Appearing with George Stephanopoulos on ABC’s Good Morning America, Christiane Amanpour related what she knew about the filmmaker responsible for the movie which sparked riots across North Africa and cost the lives of at least three Americans.
Amanpour said that the movie depicts the Islamic prophet Mohamed as a thug and a pedophile and “generally denigrated Islam,” as was the filmmaker’s intention:
“There is obviously freedom of expression in this country. There is also a 100-year-old law by the United States Supreme Court which says you can’t cry fire in a crowded theater,” said Amanpour. “So, now one has to figure out the extremists in this country and the extremists out there who are using this and whipping up hatred.”
“What’s happening
Amanpour’s husband, James Rubin, appeared on CNN on Wednesday morning where he echoed his wife’s sentiments:
“We know there are limits to free speech, the classic being you can’t yell fire in a movie theater,” said Rubin. “So figuring out how hateful speech is treated by our government, so people around the world don’t see, in an unsophisticated way, something coming out in America and thinking ‘well the U.S. government could have stopped that’ when we can’t stop that.”

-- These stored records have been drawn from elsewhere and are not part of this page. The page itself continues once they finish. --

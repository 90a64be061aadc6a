//! Per-request memoization.
//!
//! A `RequestMemo` is created by middleware for each incoming request and
//! dropped with it. Services use it to deduplicate identical lookups within
//! one request lifecycle — N renders of the same page issue one computation
//! — without touching the cross-request TTL cache.

use dashmap::DashMap;
use serde::Serialize;
use serde::de::DeserializeOwned;
use serde_json::Value;
use tracing::warn;

#[derive(Debug, Clone, PartialEq, Eq, Hash)]
struct MemoKey {
    op: &'static str,
    arg: String,
}

#[derive(Debug, Default)]
pub struct RequestMemo {
    entries: DashMap<MemoKey, Value>,
}

impl RequestMemo {
    pub fn new() -> Self {
        Self::default()
    }

    pub fn get<T: DeserializeOwned>(&self, op: &'static str, arg: &str) -> Option<T> {
        let key = MemoKey {
            op,
            arg: arg.to_string(),
        };
        let value = self.entries.get(&key)?.value().clone();
        serde_json::from_value(value).ok()
    }

    pub fn put<T: Serialize>(&self, op: &'static str, arg: &str, value: &T) {
        let encoded = match serde_json::to_value(value) {
            Ok(encoded) => encoded,
            Err(err) => {
                warn!(op, arg, error = %err, "memo value failed to encode; skipping");
                return;
            }
        };
        self.entries.insert(
            MemoKey {
                op,
                arg: arg.to_string(),
            },
            encoded,
        );
    }

    pub fn len(&self) -> usize {
        self.entries.len()
    }

    pub fn is_empty(&self) -> bool {
        self.entries.is_empty()
    }
}
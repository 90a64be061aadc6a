//! Related-posts ranking with cache-aside TTL caching.
//!
//! The read path: per-request memo → TTL cache → recompute. A cached entry
//! holds the full computation (up to `cache_limit` entries), so callers with
//! different limits share one computation and one database query.

use std::sync::Arc;
use std::time::Duration;

use kindred_api_types::RelatedPost;
use metrics::counter;
use tracing::debug;

use crate::cache::{CacheService, keys};
use crate::domain::similarity::{common_tag_count, jaccard};

use super::memo::RequestMemo;
use super::repos::{PostsRepo, RepoError};

const MEMO_OP: &str = "related_posts";

pub const DEFAULT_MIN_SIMILARITY: f64 = 0.1;
pub const DEFAULT_CACHE_LIMIT: usize = 4;
pub const DEFAULT_TTL_SECONDS: u64 = 86_400;

#[derive(Debug, Clone)]
pub struct RelatedPostsConfig {
    /// Candidates scoring below this are excluded from the ranking.
    pub min_similarity: f64,
    /// Entries computed and cached per post; callers are clamped to it.
    pub cache_limit: usize,
    /// Lifetime of a cached ranking; the consistency backstop for anything
    /// the opportunistic invalidation misses.
    pub ttl: Duration,
}

impl Default for RelatedPostsConfig {
    fn default() -> Self {
        Self {
            min_similarity: DEFAULT_MIN_SIMILARITY,
            cache_limit: DEFAULT_CACHE_LIMIT,
            ttl: Duration::from_secs(DEFAULT_TTL_SECONDS),
        }
    }
}

pub struct RelatedPostsService {
    posts: Arc<dyn PostsRepo>,
    cache: Arc<CacheService>,
    config: RelatedPostsConfig,
}

impl RelatedPostsService {
    pub fn new(
        posts: Arc<dyn PostsRepo>,
        cache: Arc<CacheService>,
        config: RelatedPostsConfig,
    ) -> Self {
        Self {
            posts,
            cache,
            config,
        }
    }

    /// Top `limit` posts related to `slug`, most similar first.
    ///
    /// A missing or untagged post yields an empty ranking — there is no
    /// similarity basis, and callers should not treat that as a failure.
    /// Database errors propagate; cache failures degrade to recomputation.
    pub async fn get_related_posts(
        &self,
        slug: &str,
        limit: usize,
        memo: Option<&RequestMemo>,
    ) -> Result<Vec<RelatedPost>, RepoError> {
        let limit = limit.clamp(1, self.config.cache_limit);

        if let Some(memo) = memo
            && let Some(ranked) = memo.get::<Vec<RelatedPost>>(MEMO_OP, slug)
        {
            return Ok(truncated(ranked, limit));
        }

        let key = keys::related_key(slug);

        if let Some(ranked) = self.cache.get::<Vec<RelatedPost>>(&key).await {
            if let Some(memo) = memo {
                memo.put(MEMO_OP, slug, &ranked);
            }
            return Ok(truncated(ranked, limit));
        }

        let ranked = self.compute(slug).await?;
        counter!("kindred_related_recompute_total").increment(1);

        self.cache.set(&key, &ranked, Some(self.config.ttl)).await;
        if let Some(memo) = memo {
            memo.put(MEMO_OP, slug, &ranked);
        }

        Ok(truncated(ranked, limit))
    }

    /// Score and rank the overlap neighborhood of `slug`.
    async fn compute(&self, slug: &str) -> Result<Vec<RelatedPost>, RepoError> {
        let Some(target) = self.posts.find_by_slug(slug).await? else {
            debug!(slug, "Related ranking requested for unknown post");
            return Ok(Vec::new());
        };

        if target.tags.is_empty() {
            return Ok(Vec::new());
        }

        let candidates = self.posts.list_overlapping(&target.tags, slug).await?;

        let mut ranked: Vec<RelatedPost> = candidates
            .into_iter()
            .filter_map(|candidate| {
                let similarity = jaccard(&target.tags, &candidate.tags);
                if similarity < self.config.min_similarity {
                    return None;
                }

                let common = common_tag_count(&target.tags, &candidate.tags);
                Some(RelatedPost {
                    slug: candidate.slug,
                    title: candidate.title,
                    summary: candidate.summary,
                    published_at: candidate.published_at,
                    common_tag_count: common as u32,
                    similarity,
                })
            })
            .collect();

        // Stable sort: equal scores keep candidate fetch order.
        ranked.sort_by(|a, b| {
            b.similarity
                .partial_cmp(&a.similarity)
                .unwrap_or(std::cmp::Ordering::Equal)
        });
        ranked.truncate(self.config.cache_limit);

        Ok(ranked)
    }
}

fn truncated(mut ranked: Vec<RelatedPost>, limit: usize) -> Vec<RelatedPost> {
    ranked.truncate(limit);
    ranked
}
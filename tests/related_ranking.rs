//! Related-posts ranking: scoring, cache-aside behavior, per-request
//! memoization, and invalidation.

mod common;

use std::num::NonZeroUsize;
use std::sync::Arc;

use common::{StubPostsRepo, sample_post};
use kindred::application::memo::RequestMemo;
use kindred::application::related::{RelatedPostsConfig, RelatedPostsService};
use kindred::application::repos::PostsRepo;
use kindred::cache::{
    CacheConfig, CacheService, EventQueue, InvalidationConsumer, InvalidationTrigger, MemoryStore,
    keys,
};

fn cache() -> Arc<CacheService> {
    let store = Arc::new(MemoryStore::new(NonZeroUsize::new(256).expect("non-zero")));
    Arc::new(CacheService::new(store))
}

/// Catalog from the worked ranking example: target `a` with two candidates
/// above the threshold and one unrelated post.
fn catalog() -> Arc<StubPostsRepo> {
    Arc::new(StubPostsRepo::new(vec![
        sample_post("a", &["react", "nextjs"]),
        sample_post("b", &["react", "nextjs", "css"]),
        sample_post("c", &["react"]),
        sample_post("d", &["vue"]),
    ]))
}

fn service(repo: Arc<StubPostsRepo>, cache: Arc<CacheService>) -> RelatedPostsService {
    RelatedPostsService::new(repo, cache, RelatedPostsConfig::default())
}

#[tokio::test]
async fn ranks_by_similarity_and_excludes_below_threshold() {
    let repo = catalog();
    let service = service(repo, cache());

    let related = service
        .get_related_posts("a", 2, None)
        .await
        .expect("ranking");

    assert_eq!(related.len(), 2);

    // b: |{react,nextjs}| / |{react,nextjs,css}| = 2/3
    assert_eq!(related[0].slug, "b");
    assert_eq!(related[0].common_tag_count, 2);
    assert!((related[0].similarity - 2.0 / 3.0).abs() < 1e-9);

    // c: 1/2
    assert_eq!(related[1].slug, "c");
    assert_eq!(related[1].common_tag_count, 1);
    assert_eq!(related[1].similarity, 0.5);

    // d scores 0 and never appears regardless of limit.
    let all = service
        .get_related_posts("a", 4, None)
        .await
        .expect("ranking");
    assert!(all.iter().all(|entry| entry.slug != "d"));
}

#[tokio::test]
async fn second_call_is_served_from_cache_without_a_new_query() {
    let repo = catalog();
    let service = service(repo.clone(), cache());

    let first = service
        .get_related_posts("a", 4, None)
        .await
        .expect("ranking");
    assert_eq!(repo.overlap_queries(), 1);

    let second = service
        .get_related_posts("a", 4, None)
        .await
        .expect("ranking");
    assert_eq!(repo.overlap_queries(), 1);
    assert_eq!(first, second);
}

#[tokio::test]
async fn cached_entry_serves_smaller_limits() {
    let repo = catalog();
    let service = service(repo.clone(), cache());

    // Populate the cache with the full computation (limit 4).
    let full = service
        .get_related_posts("a", 4, None)
        .await
        .expect("ranking");

    let top_two = service
        .get_related_posts("a", 2, None)
        .await
        .expect("ranking");

    assert_eq!(repo.overlap_queries(), 1);
    assert_eq!(top_two.as_slice(), &full[..2]);
}

#[tokio::test]
async fn oversized_limit_is_clamped_to_the_cache_limit() {
    let repo = catalog();
    let service = service(repo, cache());

    let related = service
        .get_related_posts("a", 50, None)
        .await
        .expect("ranking");
    assert!(related.len() <= RelatedPostsConfig::default().cache_limit);
}

#[tokio::test]
async fn unknown_and_untagged_posts_yield_empty_rankings() {
    let repo = Arc::new(StubPostsRepo::new(vec![
        sample_post("tagless", &[]),
        sample_post("other", &["rust"]),
    ]));
    let service = service(repo.clone(), cache());

    let missing = service
        .get_related_posts("ghost", 4, None)
        .await
        .expect("ranking");
    assert!(missing.is_empty());

    let untagged = service
        .get_related_posts("tagless", 4, None)
        .await
        .expect("ranking");
    assert!(untagged.is_empty());

    // Untagged short-circuits before the candidate query.
    assert_eq!(repo.overlap_queries(), 0);
}

#[tokio::test]
async fn request_memo_short_circuits_even_a_cold_cache() {
    let repo = catalog();
    let cache = cache();
    let service = service(repo.clone(), cache.clone());
    let memo = RequestMemo::new();

    let first = service
        .get_related_posts("a", 4, Some(&memo))
        .await
        .expect("ranking");
    assert_eq!(repo.overlap_queries(), 1);

    // Simulate the TTL entry vanishing mid-request; the memo still serves.
    cache.delete(&keys::related_key("a")).await;

    let second = service
        .get_related_posts("a", 4, Some(&memo))
        .await
        .expect("ranking");
    assert_eq!(repo.overlap_queries(), 1);
    assert_eq!(first, second);
}

#[tokio::test]
async fn invalidation_purges_the_post_and_its_overlap_neighborhood() {
    let repo = catalog();
    let cache = cache();
    let service = service(repo.clone(), cache.clone());

    let config = CacheConfig::default();
    let queue = Arc::new(EventQueue::new());
    let consumer = Arc::new(InvalidationConsumer::new(
        config.clone(),
        cache.clone(),
        repo.clone() as Arc<dyn PostsRepo>,
        queue.clone(),
    ));
    let trigger = InvalidationTrigger::new(config, queue, consumer);

    // Warm the cache for both `a` and `c`.
    service.get_related_posts("a", 4, None).await.expect("ranking");
    service.get_related_posts("c", 4, None).await.expect("ranking");
    assert_eq!(repo.overlap_queries(), 2);

    // Editing `b` must purge the rankings of every post overlapping its
    // tags — both `a` and `c` list `b`.
    trigger
        .post_upserted("b", &["react".to_string(), "nextjs".to_string(), "css".to_string()])
        .await;

    service.get_related_posts("a", 4, None).await.expect("ranking");
    service.get_related_posts("c", 4, None).await.expect("ranking");

    // One consumer overlap query plus one recompute each.
    assert_eq!(repo.overlap_queries(), 5);
}

#[tokio::test]
async fn disabled_cache_skips_invalidation_events() {
    let repo = catalog();
    let cache = cache();

    let config = CacheConfig {
        enabled: false,
        ..Default::default()
    };
    let queue = Arc::new(EventQueue::new());
    let consumer = Arc::new(InvalidationConsumer::new(
        config.clone(),
        cache,
        repo as Arc<dyn PostsRepo>,
        queue.clone(),
    ));
    let trigger = InvalidationTrigger::new(config, queue.clone(), consumer);

    trigger.post_deleted("a", &["react".to_string()]).await;
    assert!(queue.is_empty());
}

The consequences applied to defamatory or dangerous speech are necessary, but the oft-cited movie theater example does not apply to this circumstance. Of course, you can yell ‘fire’ in a movie theater if there is a fire. It is the intention behind that statement that determines whether a crime has occurred. Furthermore, at no point are the theater-goers at liberty to rise up and murder the alarmist.
What may have been a stronger point for Rubin and Amanpour to make would be to cite examples of speech made with the intention to incite violence. Than the debate would have been over whether the movie in question – vile as it is – is an incitement to riotous violence and justifies the assassination of an American foreign ambassador and his staff. I know where I would stand if that was the argument, but at least the debate would have been appropriately framed.
The filmmaker’s intention
Countless billions of American foreign aid dollars have flown into Egypt since the presidency of Sadat. It was American armaments that helped deliver Benghazi to the Libyan rebels and eventually brought down Gadhafi. Americans have a right to be perturbed by how their generosity is repaid. They most certainly have a right to be angry – to try to frame the rioters as children whose actions were beyond their control veers dangerously close to a justification of their actions.